Ms. Carlsson was one of more than 2,413 people in 56 countries who took part in a virtual race, the Quarantine Backyard Ultra, this month, distant in geography but united online from their living rooms, backyards and neighborhood streets.
In Dubai, a Russian man ran around his living room for 20 hours. A Canadian, Matt Shepard, wanted to avoid frostbite so he ran part of the race inside a coffee shop in Valleyview, Alberta, that had been closed because of the coronavirus pandemic. Greg Armstrong, of Lebanon, Tenn., had to pause on his treadmill at one point to remove a snake from his house.

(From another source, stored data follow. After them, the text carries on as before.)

use crate::config::ApiConfig;
use crate::error::ApiError;
use crate::models::{Airport, ItineraryOffer};
use crate::payload::{self, RawAirport, ResearchPayload};
use async_trait::async_trait;
use reqwest::Client;
use serde_json::Value;
use std::time::Duration;
use tracing::info;

const USER_AGENT: &str = "Mozilla/5.0 (X11; Linux x86_64) \
    AppleWebKit/537.36 (KHTML, like Gecko) \
    Chrome/129.0.0.0 Safari/537.36";

/// The MyFly Club endpoints the route pipeline reads from.
#[async_trait]
pub trait RouteApi: Send + Sync {
    async fn list_airports(&self, min_size: u8) -> Result<Vec<Airport>, ApiError>;

    /// An empty vector means the pair has no offers; it is not an error.
    async fn search_itineraries(
        &self,
        origin: &Airport,
        destination: &Airport,
    ) -> Result<Vec<ItineraryOffer>, ApiError>;

    async fn fetch_research(
        &self,
        origin: &Airport,
        destination: &Airport,
    ) -> Result<ResearchPayload, ApiError>;

    /// Detail record for a single airport (runways, catchment).
    async fn fetch_airport(&self, airport: &Airport) -> Result<Airport, ApiError>;
}

pub struct MyFlyClient {
    client: Client,
    base_url: String,
}

impl MyFlyClient {
    pub fn new(config: &ApiConfig) -> Result<Self, ApiError> {
        let client = Client::builder()
            .timeout(Duration::from_secs(config.request_timeout_seconds))
            .user_agent(USER_AGENT)
            .build()?;

        Ok(Self {
            client,
            base_url: config.base_url.trim_end_matches('/').to_string(),
        })
    }

    async fn request_json(&self, path: &str) -> Result<Value, ApiError> {
        let url = format!("{}{}", self.base_url, path);
        let resp = self.client.get(&url).send().await?;

        let status = resp.status();
        if !status.is_success() {
            let body = resp.text().await.unwrap_or_default();
            return Err(ApiError::Status {
                url,
                status: status.as_u16(),
                body: body.chars().take(200).collect(),
            });
        }

        let text = resp.text().await?;
        Ok(serde_json::from_str(&text)?)
    }
}

#[async_trait]
impl RouteApi for MyFlyClient {
    async fn list_airports(&self, min_size: u8) -> Result<Vec<Airport>, ApiError> {
        info!("Downloading airport catalogue from MyFly Club");
        let airports = payload::parse_airports(self.request_json("/airports").await?)?;

        Ok(airports
            .into_iter()
            .filter(|airport| airport.size >= min_size)
            .collect())
    }

    async fn search_itineraries(
        &self,
        origin: &Airport,
        destination: &Airport,
    ) -> Result<Vec<ItineraryOffer>, ApiError> {
        let path = format!("/search-route/{}/{}", origin.id, destination.id);
        payload::parse_offers(self.request_json(&path).await?)
    }

    async fn fetch_research(
        &self,
        origin: &Airport,
        destination: &Airport,
    ) -> Result<ResearchPayload, ApiError> {
        let path = format!("/research-link/{}/{}", origin.id, destination.id);
        ResearchPayload::from_value(self.request_json(&path).await?)
    }

    async fn fetch_airport(&self, airport: &Airport) -> Result<Airport, ApiError> {
        let path = format!("/airports/{}", airport.id);
        let raw: RawAirport = payload::from_loose_value(self.request_json(&path).await?)?;

        // Detail records sometimes omit the identifiers the list already gave us.
        let raw = RawAirport {
            id: raw.id.or(Some(airport.id as f64)),
            iata: raw.iata.or_else(|| Some(airport.code.clone())),
            ..raw
        };
        raw.into_airport()
            .ok_or_else(|| ApiError::Parse(format!("airport {} detail has no code", airport.id)))
    }
}
use clap::Parser;
use color_eyre::Result;
use myfly_route::{
    config::Config,
    logging,
    publisher::{Publisher, StdoutPublisher, WebhookPublisher},
    sampler::SamplerSettings,
    schedule, MyFlyClient, ReportGenerator,
};
use std::{path::PathBuf, time::Duration};
use tracing::error;

/// Posts a random MyFly Club route with bookable tickets.
#[derive(Parser, Debug)]
#[command(version, about)]
struct Cli {
    /// Path to the TOML configuration file
    #[arg(long, default_value = "config.toml")]
    config: PathBuf,

    /// Generate and publish a single report, then exit
    #[arg(long)]
    once: bool,

    /// Minimum airport size to consider (1-5)
    #[arg(long, value_parser = clap::value_parser!(u8).range(1..=5))]
    min_airport_size: Option<u8>,
}

#[tokio::main]
async fn main() -> Result<()> {
    color_eyre::install()?;
    let cli = Cli::parse();

    let config = Config::load(&cli.config);
    let _log_guard = logging::initialize_logging(&config.logging);

    let client = MyFlyClient::new(&config.api)?;
    let generator = ReportGenerator::new(
        client,
        config.sampler.min_airport_size,
        SamplerSettings {
            max_attempts: config.sampler.max_attempts,
            retry_delay: Duration::from_millis(config.sampler.retry_delay_ms),
        },
    );

    let publisher: Box<dyn Publisher> = match config.publish.webhook_url.clone() {
        Some(url) => Box::new(WebhookPublisher::new(
            url,
            Duration::from_secs(config.publish.timeout_seconds),
        )?),
        None => Box::new(StdoutPublisher),
    };

    if cli.once {
        let message = generator.generate_report(cli.min_airport_size).await?;
        publisher.publish(&message).await?;
        return Ok(());
    }

    // Scheduled mode: one run per interval, never overlapping
    let shutdown = async {
        if let Err(e) = tokio::signal::ctrl_c().await {
            error!("Unable to listen for Ctrl-C: {}", e);
            std::future::pending::<()>().await;
        }
    };
    schedule::run_until(
        &generator,
        publisher.as_ref(),
        cli.min_airport_size,
        schedule::interval_from_hours(config.schedule.interval_hours),
        shutdown,
    )
    .await;

    Ok(())
}
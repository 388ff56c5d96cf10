use serde::{Deserialize, Serialize};
use std::fs;
use std::path::Path;
use tracing::{info, warn};

#[derive(Serialize, Deserialize, Debug, Clone, Default)]
#[serde(default)]
pub struct Config {
    pub api: ApiConfig,
    pub sampler: SamplerConfig,
    pub schedule: ScheduleConfig,
    pub publish: PublishConfig,
    pub logging: LoggingConfig,
}

#[derive(Serialize, Deserialize, Debug, Clone)]
#[serde(default)]
pub struct ApiConfig {
    pub base_url: String,
    pub request_timeout_seconds: u64,
}

impl Default for ApiConfig {
    fn default() -> Self {
        Self {
            base_url: "https://play.myfly.club".to_string(),
            request_timeout_seconds: 30,
        }
    }
}

#[derive(Serialize, Deserialize, Debug, Clone)]
#[serde(default)]
pub struct SamplerConfig {
    pub min_airport_size: u8, // 1 (airstrip) to 5 (hub)
    pub max_attempts: u32,
    pub retry_delay_ms: u64, // Pause between failed attempts
}

impl Default for SamplerConfig {
    fn default() -> Self {
        Self {
            min_airport_size: 3,
            max_attempts: 200,
            retry_delay_ms: 0,
        }
    }
}

#[derive(Serialize, Deserialize, Debug, Clone)]
#[serde(default)]
pub struct ScheduleConfig {
    pub interval_hours: u64,
}

impl Default for ScheduleConfig {
    fn default() -> Self {
        Self { interval_hours: 24 }
    }
}

#[derive(Serialize, Deserialize, Debug, Clone)]
#[serde(default)]
pub struct PublishConfig {
    pub timeout_seconds: u64,
    #[serde(skip_serializing_if = "Option::is_none")]
    pub webhook_url: Option<String>, // Print to stdout when unset
}

impl Default for PublishConfig {
    fn default() -> Self {
        Self {
            timeout_seconds: 30,
            webhook_url: None,
        }
    }
}

#[derive(Serialize, Deserialize, Debug, Clone)]
#[serde(default)]
pub struct LoggingConfig {
    pub directory: String,
    pub level: String,
}

impl Default for LoggingConfig {
    fn default() -> Self {
        Self {
            directory: "logs".to_string(),
            level: "info".to_string(),
        }
    }
}

impl Config {
    /// Loads the TOML config at `path`.
    /// If it doesn't exist, creates a default one.
    pub fn load(path: &Path) -> Self {
        let config = if let Ok(content) = fs::read_to_string(path) {
            match toml::from_str(&content) {
                Ok(config) => config,
                Err(e) => {
                    warn!("Failed to parse {}: {}. Using defaults.", path.display(), e);
                    Config::default()
                }
            }
        } else {
            let default_config = Config::default();

            // Save default config to disk for the user to edit later
            match toml::to_string_pretty(&default_config) {
                Ok(toml_string) => {
                    if fs::write(path, toml_string).is_err() {
                        warn!("Could not write default {} to disk.", path.display());
                    }
                }
                Err(e) => warn!("Could not serialize default config: {}", e),
            }

            info!("Loaded default configuration.");
            default_config
        };

        config.with_env_overrides(|key| std::env::var(key).ok())
    }

    /// Applies `MIN_AIRPORT_SIZE`, `MYFLY_WEBHOOK_URL` and `LOG_LEVEL`.
    pub fn with_env_overrides<F>(mut self, lookup: F) -> Self
    where
        F: Fn(&str) -> Option<String>,
    {
        if let Some(size) = lookup("MIN_AIRPORT_SIZE") {
            match size.trim().parse::<u8>() {
                Ok(parsed) if (1..=5).contains(&parsed) => self.sampler.min_airport_size = parsed,
                _ => warn!("Ignoring invalid MIN_AIRPORT_SIZE={} (expected 1-5)", size),
            }
        }
        if let Some(url) = lookup("MYFLY_WEBHOOK_URL").filter(|u| !u.trim().is_empty()) {
            self.publish.webhook_url = Some(url);
        }
        if let Some(level) = lookup("LOG_LEVEL").filter(|l| !l.trim().is_empty()) {
            self.logging.level = level;
        }
        self
    }
}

The goal was to complete 4.17 miles at any pace in each of 63 consecutive hours of running, or a total of just over 262 miles. The overall winner would be “the last person standing,” said Stephanie Gillis-Paulgaard, an organizer.
At 9 a.m. on April 4, Mr. Wardian, the runner from Virginia, set off on a loop of less than a half-mile around his house. As he passed again and again, his neighbors rang bells and cheered from a distance.
It was a close finish. On April 6 at 11:31 p.m., Mr. Wardian won after a Czech competitor on a treadmill, Radek Brunner, was disqualified on a technicality after he began his 63rd hour too late after the starting bell, Ms. Gillis-Paulgaard said.
“At the end it was down to me and one incredible athlete,” Mr. Wardian said in a video message on Twitter. “Radek was pushing me beyond anything I think both of us had ever done in the past.”
The prize? A plaque bearing a gold-painted toilet roll, a comic nod to one of the items most hoarded by pandemic shoppers.